» **Entries taken from a collection**
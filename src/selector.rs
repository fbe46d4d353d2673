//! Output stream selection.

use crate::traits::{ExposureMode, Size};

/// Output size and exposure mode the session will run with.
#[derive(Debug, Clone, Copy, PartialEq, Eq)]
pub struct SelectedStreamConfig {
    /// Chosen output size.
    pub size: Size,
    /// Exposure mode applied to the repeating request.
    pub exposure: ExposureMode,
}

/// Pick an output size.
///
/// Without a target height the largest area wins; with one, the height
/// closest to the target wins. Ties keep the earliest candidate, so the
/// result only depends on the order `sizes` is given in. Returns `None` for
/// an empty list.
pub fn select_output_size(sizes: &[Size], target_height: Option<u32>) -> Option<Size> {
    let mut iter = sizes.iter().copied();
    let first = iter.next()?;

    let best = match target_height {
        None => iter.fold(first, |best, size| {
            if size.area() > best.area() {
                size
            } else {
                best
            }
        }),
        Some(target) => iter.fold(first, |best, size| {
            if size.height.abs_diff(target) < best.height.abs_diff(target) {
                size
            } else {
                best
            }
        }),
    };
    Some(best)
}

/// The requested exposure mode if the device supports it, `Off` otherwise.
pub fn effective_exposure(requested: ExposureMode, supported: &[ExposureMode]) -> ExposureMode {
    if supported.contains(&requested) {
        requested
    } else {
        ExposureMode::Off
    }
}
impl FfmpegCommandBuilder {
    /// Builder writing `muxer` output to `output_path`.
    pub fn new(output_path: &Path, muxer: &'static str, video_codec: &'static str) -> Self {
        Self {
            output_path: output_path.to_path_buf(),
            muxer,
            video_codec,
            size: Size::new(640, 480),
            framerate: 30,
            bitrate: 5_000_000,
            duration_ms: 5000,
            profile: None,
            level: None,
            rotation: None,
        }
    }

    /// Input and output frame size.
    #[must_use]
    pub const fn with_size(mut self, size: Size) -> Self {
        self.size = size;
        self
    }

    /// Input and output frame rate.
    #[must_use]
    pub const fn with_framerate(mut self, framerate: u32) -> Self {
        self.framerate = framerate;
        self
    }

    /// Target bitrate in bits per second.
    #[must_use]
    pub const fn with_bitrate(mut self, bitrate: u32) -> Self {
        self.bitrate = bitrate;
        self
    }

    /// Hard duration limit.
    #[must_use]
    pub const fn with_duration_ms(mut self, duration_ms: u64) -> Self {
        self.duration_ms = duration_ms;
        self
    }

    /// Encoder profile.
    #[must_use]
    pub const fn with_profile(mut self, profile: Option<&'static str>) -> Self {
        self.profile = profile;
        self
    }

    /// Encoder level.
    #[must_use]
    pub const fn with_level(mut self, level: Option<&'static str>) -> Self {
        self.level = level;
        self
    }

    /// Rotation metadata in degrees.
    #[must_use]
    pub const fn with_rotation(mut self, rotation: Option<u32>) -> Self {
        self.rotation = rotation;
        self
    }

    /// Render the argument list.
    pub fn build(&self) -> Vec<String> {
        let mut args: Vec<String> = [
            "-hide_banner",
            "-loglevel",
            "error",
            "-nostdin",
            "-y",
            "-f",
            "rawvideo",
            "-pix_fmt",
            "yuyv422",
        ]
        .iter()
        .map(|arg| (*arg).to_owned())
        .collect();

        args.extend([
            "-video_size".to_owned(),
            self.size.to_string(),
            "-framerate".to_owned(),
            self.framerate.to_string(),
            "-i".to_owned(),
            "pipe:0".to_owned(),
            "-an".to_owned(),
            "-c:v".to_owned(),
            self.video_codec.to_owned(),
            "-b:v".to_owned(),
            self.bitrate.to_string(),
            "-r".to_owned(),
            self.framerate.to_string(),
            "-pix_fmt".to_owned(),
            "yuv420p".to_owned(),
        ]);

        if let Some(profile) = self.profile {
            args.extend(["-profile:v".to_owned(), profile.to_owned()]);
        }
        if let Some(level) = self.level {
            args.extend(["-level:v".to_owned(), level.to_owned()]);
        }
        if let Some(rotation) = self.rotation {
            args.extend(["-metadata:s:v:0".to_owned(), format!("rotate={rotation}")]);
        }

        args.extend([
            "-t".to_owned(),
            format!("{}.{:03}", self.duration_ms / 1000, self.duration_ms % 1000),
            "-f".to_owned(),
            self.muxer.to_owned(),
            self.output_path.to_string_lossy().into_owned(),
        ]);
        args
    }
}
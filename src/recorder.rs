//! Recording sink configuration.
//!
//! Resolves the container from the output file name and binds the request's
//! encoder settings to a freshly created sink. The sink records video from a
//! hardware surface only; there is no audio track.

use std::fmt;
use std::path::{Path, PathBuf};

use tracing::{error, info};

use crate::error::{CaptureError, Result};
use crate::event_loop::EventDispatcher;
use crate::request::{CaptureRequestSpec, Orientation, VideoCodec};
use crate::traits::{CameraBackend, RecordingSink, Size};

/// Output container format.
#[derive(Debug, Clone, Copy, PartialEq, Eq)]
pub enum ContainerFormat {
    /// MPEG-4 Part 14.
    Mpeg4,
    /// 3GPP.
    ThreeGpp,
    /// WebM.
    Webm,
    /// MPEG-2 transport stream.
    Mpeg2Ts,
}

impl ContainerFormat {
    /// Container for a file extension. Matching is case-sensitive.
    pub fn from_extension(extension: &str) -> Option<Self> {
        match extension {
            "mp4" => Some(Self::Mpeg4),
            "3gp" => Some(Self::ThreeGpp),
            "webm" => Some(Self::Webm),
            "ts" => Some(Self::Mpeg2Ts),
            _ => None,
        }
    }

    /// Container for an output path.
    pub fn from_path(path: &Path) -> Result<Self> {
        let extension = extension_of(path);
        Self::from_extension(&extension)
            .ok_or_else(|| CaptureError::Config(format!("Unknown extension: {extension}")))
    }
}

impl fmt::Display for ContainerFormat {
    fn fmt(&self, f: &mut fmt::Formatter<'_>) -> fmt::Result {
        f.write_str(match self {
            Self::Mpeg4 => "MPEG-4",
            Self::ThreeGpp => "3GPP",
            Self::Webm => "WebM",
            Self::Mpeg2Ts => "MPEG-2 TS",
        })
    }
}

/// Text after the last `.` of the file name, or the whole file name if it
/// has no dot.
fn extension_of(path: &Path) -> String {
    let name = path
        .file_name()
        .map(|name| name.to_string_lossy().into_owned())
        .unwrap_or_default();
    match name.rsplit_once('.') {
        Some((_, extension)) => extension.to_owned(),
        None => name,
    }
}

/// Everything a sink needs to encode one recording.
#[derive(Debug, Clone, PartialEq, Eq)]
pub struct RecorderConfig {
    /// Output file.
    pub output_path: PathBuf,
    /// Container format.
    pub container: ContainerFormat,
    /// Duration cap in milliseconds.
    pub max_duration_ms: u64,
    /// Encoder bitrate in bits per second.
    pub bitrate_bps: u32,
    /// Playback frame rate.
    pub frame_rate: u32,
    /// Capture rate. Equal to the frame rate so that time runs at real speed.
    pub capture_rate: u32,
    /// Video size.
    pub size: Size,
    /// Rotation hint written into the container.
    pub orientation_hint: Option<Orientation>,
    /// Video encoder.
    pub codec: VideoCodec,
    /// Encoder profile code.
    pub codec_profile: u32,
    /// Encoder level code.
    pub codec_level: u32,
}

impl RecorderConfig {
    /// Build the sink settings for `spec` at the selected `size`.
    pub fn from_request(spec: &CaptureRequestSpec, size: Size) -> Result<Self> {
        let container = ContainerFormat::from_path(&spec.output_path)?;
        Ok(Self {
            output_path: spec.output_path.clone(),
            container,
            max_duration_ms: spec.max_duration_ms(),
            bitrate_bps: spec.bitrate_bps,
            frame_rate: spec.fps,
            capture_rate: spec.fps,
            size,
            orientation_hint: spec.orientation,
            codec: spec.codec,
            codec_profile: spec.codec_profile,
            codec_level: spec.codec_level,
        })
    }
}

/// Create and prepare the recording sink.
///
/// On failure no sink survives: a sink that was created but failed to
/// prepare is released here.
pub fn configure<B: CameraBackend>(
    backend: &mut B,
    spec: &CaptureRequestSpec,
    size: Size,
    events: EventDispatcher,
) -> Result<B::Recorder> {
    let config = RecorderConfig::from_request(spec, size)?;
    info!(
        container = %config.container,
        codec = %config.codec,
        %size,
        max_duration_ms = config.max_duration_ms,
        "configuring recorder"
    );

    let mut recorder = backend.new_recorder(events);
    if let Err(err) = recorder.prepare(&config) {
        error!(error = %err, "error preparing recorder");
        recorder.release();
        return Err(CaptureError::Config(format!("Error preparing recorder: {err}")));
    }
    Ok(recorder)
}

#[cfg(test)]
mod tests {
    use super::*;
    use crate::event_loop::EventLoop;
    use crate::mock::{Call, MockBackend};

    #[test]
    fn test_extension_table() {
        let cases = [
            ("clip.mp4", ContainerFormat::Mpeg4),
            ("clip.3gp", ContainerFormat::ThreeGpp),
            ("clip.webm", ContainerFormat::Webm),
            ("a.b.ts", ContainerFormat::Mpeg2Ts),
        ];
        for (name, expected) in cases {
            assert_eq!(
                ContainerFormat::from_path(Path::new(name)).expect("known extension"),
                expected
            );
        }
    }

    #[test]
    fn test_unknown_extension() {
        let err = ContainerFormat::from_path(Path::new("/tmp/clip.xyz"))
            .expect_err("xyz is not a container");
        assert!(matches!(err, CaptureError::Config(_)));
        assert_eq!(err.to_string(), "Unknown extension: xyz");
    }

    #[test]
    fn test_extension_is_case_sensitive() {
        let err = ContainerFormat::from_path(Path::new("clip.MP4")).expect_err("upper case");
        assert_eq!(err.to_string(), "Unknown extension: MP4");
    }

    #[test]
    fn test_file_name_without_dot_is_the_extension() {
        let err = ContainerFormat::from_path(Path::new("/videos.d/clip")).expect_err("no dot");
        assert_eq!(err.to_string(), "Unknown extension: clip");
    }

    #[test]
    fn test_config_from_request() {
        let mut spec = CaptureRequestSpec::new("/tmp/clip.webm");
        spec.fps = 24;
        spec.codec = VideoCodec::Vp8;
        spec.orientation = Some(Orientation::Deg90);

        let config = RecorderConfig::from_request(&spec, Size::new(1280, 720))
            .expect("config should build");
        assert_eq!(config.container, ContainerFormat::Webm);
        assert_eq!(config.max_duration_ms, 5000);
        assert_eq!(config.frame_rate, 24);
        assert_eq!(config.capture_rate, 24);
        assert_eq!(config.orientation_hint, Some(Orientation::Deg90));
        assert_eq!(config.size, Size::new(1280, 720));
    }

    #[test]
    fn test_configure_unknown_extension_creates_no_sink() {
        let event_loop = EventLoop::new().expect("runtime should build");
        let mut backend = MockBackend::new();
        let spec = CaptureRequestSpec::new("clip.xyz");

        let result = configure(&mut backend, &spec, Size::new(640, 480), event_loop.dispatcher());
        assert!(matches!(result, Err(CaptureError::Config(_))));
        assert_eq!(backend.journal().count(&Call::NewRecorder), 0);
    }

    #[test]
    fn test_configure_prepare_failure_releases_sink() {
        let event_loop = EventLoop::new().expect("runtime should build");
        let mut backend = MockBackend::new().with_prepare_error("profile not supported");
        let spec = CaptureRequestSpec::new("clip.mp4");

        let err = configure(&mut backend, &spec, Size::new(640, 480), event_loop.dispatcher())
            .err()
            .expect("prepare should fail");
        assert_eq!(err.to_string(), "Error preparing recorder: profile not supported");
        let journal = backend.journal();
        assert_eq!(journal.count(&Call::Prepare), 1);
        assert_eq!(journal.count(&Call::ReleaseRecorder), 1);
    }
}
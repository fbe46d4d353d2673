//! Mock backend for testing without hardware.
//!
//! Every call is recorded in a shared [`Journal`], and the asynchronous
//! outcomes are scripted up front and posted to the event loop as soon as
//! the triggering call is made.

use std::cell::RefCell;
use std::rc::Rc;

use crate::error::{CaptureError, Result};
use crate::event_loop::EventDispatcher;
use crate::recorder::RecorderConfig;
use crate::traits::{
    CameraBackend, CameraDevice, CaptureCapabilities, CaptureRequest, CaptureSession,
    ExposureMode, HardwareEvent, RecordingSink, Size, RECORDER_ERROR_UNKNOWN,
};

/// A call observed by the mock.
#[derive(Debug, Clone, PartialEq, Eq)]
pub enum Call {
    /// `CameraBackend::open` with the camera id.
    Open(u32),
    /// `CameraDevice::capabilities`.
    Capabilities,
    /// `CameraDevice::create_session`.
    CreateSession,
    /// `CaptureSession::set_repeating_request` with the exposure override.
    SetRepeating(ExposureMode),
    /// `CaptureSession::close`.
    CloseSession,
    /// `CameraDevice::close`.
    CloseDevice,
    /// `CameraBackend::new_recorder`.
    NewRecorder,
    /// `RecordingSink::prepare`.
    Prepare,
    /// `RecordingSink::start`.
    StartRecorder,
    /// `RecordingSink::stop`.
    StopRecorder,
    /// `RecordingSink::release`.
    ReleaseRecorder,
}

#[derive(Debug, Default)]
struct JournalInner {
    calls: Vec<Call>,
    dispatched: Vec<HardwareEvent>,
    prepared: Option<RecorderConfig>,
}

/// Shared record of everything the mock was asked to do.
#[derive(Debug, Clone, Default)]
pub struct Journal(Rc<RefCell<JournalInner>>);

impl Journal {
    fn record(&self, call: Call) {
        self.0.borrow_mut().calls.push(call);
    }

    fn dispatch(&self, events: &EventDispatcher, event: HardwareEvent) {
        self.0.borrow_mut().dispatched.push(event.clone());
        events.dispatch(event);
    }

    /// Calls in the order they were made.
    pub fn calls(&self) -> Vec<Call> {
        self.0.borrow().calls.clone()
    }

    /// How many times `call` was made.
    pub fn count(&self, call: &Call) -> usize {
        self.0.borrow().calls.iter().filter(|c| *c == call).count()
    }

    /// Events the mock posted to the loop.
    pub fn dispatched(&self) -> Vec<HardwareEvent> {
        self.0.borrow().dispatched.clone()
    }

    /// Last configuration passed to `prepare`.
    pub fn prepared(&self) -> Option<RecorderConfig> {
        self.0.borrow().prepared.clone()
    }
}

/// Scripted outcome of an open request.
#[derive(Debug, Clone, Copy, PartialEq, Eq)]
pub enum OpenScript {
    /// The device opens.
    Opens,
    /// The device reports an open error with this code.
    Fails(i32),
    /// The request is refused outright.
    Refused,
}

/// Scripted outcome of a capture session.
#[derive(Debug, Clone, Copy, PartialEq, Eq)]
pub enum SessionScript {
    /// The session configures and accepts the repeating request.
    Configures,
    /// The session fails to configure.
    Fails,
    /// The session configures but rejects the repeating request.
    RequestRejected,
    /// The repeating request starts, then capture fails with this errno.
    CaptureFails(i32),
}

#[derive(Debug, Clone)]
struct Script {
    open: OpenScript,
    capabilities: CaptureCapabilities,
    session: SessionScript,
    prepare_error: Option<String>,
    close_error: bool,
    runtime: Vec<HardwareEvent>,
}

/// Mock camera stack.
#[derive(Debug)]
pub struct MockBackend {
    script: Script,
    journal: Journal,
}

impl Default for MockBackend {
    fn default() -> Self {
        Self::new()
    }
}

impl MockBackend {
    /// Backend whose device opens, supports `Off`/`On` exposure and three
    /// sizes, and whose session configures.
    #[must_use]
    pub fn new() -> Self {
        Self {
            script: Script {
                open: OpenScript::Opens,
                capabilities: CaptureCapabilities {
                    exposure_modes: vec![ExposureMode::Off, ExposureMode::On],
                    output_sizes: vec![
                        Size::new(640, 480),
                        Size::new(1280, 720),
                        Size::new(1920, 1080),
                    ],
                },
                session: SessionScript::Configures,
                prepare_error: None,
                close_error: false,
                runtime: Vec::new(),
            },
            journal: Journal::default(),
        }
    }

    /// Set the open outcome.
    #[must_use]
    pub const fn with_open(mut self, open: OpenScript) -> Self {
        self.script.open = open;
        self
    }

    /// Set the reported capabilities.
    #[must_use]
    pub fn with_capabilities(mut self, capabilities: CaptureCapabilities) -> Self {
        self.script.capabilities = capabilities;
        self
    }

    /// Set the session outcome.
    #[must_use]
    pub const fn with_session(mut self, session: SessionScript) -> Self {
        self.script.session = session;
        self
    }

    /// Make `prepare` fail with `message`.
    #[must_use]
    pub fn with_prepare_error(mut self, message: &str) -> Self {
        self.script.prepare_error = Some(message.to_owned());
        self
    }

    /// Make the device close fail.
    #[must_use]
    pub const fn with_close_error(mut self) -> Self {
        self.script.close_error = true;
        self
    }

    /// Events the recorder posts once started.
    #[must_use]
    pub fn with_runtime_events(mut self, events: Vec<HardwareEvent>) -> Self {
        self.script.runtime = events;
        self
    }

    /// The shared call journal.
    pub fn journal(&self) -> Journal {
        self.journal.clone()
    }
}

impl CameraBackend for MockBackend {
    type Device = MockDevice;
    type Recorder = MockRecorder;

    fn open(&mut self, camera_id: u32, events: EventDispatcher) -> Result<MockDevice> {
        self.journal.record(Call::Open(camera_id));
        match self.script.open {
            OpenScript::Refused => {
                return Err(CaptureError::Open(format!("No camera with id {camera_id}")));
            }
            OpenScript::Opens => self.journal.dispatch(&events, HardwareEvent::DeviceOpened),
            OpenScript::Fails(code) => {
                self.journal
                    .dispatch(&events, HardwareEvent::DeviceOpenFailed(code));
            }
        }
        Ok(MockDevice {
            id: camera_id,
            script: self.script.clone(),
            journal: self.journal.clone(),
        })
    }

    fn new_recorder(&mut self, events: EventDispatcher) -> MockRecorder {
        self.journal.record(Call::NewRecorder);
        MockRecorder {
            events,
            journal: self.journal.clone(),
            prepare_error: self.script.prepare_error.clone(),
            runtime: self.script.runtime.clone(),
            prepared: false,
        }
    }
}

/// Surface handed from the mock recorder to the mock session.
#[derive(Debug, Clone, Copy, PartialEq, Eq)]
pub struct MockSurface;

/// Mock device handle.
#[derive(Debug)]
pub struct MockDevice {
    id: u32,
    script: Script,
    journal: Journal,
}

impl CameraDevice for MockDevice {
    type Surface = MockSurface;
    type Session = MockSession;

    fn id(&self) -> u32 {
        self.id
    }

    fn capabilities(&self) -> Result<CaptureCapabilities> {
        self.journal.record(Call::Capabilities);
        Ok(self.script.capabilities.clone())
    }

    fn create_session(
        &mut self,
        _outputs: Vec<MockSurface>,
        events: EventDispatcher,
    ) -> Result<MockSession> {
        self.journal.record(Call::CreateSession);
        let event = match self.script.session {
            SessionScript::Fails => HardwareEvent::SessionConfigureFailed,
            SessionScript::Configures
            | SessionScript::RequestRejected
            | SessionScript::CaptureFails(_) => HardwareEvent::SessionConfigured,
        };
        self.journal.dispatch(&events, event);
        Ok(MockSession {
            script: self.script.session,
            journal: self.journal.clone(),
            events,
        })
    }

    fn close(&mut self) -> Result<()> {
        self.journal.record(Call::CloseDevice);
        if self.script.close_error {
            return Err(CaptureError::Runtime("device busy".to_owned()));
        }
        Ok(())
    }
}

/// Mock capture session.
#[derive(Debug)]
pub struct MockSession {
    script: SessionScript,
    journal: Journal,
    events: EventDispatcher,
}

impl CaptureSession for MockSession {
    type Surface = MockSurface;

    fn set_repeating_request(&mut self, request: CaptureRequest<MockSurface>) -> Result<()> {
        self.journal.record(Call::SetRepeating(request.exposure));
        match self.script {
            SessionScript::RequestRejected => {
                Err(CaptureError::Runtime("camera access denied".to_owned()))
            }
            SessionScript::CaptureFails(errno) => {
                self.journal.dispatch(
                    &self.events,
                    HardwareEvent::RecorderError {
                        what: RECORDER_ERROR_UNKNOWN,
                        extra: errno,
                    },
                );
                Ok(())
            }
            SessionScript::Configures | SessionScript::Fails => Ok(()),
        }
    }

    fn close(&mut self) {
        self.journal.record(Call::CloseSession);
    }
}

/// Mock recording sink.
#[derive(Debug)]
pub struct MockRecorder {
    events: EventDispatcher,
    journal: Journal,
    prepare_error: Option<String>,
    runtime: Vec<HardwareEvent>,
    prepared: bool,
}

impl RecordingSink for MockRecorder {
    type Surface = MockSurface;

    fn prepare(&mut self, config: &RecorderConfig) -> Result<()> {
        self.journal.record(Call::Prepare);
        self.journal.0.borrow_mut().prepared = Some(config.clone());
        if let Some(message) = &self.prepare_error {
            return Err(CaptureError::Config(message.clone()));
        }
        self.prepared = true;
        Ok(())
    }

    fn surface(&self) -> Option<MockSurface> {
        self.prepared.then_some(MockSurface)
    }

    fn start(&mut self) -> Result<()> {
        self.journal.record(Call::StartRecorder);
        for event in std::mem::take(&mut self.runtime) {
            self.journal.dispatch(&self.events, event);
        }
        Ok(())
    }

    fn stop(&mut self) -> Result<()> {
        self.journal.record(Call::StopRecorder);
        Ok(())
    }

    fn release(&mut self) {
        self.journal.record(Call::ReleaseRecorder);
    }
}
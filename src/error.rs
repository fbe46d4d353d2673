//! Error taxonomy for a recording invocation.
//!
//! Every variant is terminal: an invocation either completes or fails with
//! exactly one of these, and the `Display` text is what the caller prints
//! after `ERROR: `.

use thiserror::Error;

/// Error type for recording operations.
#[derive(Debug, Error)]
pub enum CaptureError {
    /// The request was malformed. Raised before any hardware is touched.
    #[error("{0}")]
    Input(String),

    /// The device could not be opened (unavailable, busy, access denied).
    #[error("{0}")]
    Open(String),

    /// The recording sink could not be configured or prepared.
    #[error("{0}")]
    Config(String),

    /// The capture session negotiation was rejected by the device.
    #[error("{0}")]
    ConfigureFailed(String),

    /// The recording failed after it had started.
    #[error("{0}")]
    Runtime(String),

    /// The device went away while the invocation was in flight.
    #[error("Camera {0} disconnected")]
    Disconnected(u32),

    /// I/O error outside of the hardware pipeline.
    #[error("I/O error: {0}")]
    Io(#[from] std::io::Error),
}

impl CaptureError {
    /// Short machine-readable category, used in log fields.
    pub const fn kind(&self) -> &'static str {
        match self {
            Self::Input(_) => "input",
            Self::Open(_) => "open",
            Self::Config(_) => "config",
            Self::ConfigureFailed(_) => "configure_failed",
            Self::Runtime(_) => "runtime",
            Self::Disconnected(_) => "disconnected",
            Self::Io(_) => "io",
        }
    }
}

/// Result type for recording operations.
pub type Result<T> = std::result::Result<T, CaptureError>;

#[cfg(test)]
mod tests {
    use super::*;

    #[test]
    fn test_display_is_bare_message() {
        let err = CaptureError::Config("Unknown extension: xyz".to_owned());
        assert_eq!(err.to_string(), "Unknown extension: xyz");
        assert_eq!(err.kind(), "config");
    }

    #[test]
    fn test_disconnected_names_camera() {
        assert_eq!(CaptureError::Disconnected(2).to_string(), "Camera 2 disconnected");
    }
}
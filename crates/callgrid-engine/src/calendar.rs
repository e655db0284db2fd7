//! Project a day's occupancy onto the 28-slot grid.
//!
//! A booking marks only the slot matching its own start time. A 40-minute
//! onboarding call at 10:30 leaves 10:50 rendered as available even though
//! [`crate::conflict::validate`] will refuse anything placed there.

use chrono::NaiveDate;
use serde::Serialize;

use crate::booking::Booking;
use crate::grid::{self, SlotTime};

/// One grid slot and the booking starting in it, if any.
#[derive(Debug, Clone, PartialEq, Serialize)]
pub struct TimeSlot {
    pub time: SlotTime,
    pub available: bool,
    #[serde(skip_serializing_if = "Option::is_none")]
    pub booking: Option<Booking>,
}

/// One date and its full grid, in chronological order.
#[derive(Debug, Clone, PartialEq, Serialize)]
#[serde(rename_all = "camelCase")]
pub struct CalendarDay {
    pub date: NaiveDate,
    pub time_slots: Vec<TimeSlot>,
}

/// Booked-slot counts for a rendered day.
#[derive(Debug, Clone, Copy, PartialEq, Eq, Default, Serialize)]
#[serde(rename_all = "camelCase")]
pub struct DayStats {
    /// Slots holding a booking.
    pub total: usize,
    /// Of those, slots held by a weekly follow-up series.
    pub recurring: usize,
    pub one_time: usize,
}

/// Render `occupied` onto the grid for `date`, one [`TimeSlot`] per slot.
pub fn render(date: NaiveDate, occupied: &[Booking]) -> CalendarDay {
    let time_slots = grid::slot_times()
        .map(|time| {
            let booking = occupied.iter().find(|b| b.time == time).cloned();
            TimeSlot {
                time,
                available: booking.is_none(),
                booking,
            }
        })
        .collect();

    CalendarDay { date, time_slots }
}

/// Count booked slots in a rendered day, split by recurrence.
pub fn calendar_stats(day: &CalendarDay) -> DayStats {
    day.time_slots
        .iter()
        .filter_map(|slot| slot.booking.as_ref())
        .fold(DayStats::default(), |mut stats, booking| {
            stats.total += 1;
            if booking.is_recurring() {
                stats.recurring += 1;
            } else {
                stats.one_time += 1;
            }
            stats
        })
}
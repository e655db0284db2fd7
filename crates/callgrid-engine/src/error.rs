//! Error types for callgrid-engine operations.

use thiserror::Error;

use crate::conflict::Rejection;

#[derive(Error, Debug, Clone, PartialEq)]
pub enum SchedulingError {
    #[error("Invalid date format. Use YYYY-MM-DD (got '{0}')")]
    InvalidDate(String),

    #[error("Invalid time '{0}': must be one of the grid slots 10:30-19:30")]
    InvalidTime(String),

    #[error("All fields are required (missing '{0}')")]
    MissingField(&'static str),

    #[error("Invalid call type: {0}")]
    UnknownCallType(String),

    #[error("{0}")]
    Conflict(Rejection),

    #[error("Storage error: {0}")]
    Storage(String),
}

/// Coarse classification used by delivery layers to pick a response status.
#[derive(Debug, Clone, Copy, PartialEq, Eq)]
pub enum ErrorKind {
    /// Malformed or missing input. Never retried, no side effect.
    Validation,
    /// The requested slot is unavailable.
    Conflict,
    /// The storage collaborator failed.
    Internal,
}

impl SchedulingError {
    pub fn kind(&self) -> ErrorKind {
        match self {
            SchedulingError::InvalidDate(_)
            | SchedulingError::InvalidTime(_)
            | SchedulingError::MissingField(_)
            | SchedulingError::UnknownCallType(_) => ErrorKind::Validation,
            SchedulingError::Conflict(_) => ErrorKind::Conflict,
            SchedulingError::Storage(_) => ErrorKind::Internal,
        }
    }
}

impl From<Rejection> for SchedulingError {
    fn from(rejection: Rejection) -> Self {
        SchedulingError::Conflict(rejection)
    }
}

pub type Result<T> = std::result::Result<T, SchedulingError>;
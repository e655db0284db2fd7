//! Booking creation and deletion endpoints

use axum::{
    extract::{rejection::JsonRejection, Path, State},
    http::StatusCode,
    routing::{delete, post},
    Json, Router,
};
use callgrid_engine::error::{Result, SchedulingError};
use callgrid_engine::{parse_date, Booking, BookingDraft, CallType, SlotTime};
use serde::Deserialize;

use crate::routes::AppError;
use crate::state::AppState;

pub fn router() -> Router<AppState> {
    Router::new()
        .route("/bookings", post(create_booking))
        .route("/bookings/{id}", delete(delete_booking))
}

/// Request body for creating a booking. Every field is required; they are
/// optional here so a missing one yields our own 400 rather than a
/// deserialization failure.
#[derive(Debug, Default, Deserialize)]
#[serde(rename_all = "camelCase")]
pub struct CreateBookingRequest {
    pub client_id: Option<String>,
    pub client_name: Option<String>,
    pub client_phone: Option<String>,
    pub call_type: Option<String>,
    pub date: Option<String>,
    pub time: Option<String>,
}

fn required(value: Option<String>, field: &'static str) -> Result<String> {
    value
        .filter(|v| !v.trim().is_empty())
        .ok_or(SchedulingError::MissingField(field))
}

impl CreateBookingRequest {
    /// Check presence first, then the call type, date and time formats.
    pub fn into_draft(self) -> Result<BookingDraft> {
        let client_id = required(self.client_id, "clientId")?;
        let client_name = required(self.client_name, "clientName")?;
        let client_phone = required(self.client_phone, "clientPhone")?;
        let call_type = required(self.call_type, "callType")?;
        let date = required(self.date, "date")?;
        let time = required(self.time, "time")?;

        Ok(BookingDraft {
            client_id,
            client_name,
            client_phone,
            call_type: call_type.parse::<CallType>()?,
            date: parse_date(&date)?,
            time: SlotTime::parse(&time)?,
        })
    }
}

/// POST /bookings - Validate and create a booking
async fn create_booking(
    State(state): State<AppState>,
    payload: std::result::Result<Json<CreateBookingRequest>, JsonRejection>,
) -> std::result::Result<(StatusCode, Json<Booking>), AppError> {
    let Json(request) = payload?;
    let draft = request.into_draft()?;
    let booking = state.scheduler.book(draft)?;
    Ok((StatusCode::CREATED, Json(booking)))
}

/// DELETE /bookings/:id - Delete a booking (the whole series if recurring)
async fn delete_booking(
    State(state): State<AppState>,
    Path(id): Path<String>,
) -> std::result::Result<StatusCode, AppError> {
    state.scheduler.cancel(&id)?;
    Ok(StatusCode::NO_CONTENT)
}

» **Activity**
Whichever lines of the records above hold the word "Deserialize" should all be copied out.

» **Task solution**
use serde::Deserialize;
#[derive(Debug, Default, Deserialize)]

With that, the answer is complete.